▶ Given records:
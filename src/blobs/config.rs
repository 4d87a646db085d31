//! Configuration for blob store backend selection

use crate::blobs::mock_store::MockBlobStore;
use crate::blobs::sqlite_store::SqliteBlobStore;
use crate::blobs::BlobStore;
use crate::error::CatalogResult;
use log::{info, warn};
use std::str::FromStr;
use std::sync::Arc;

/// Supported blob store backends
#[derive(Debug, Clone, PartialEq)]
pub enum BlobStoreBackend {
    /// SQLite-backed store (default)
    Sqlite,
    /// In-memory mock store for testing
    Mock,
}

impl Default for BlobStoreBackend {
    fn default() -> Self {
        BlobStoreBackend::Sqlite
    }
}

impl FromStr for BlobStoreBackend {
    type Err = String;

    fn from_str(s: &str) -> Result<Self, Self::Err> {
        match s.to_lowercase().as_str() {
            "sqlite" | "sql" => Ok(BlobStoreBackend::Sqlite),
            "mock" | "memory" => Ok(BlobStoreBackend::Mock),
            _ => Err(format!("Unknown blob store backend: {}", s)),
        }
    }
}

/// Factory configuration for creating blob stores
#[derive(Debug, Clone, Default)]
pub struct BlobFactoryConfig {
    pub backend: BlobStoreBackend,
}

impl BlobFactoryConfig {
    /// Load configuration from the BLOB_BACKEND environment variable
    pub fn from_env() -> Self {
        let backend = match std::env::var("BLOB_BACKEND") {
            Ok(value) => match BlobStoreBackend::from_str(&value) {
                Ok(backend) => {
                    info!("Blob store backend from environment: {:?}", backend);
                    backend
                }
                Err(e) => {
                    warn!("{}, falling back to default backend", e);
                    BlobStoreBackend::default()
                }
            },
            Err(_) => BlobStoreBackend::default(),
        };

        Self { backend }
    }

    /// Create a blob store instance for the configured backend
    pub fn create_store(&self) -> CatalogResult<Arc<dyn BlobStore>> {
        match self.backend {
            BlobStoreBackend::Sqlite => {
                info!("Creating SQLite blob store");
                Ok(Arc::new(SqliteBlobStore::new(None)?))
            }
            BlobStoreBackend::Mock => {
                info!("Creating mock blob store");
                Ok(Arc::new(MockBlobStore::new()))
            }
        }
    }
}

▶ What is required:
Output each line of the listing in which the string "CatalogResult" is found.

▶ Completed task:
use crate::error::CatalogResult;
    pub fn create_store(&self) -> CatalogResult<Arc<dyn BlobStore>> {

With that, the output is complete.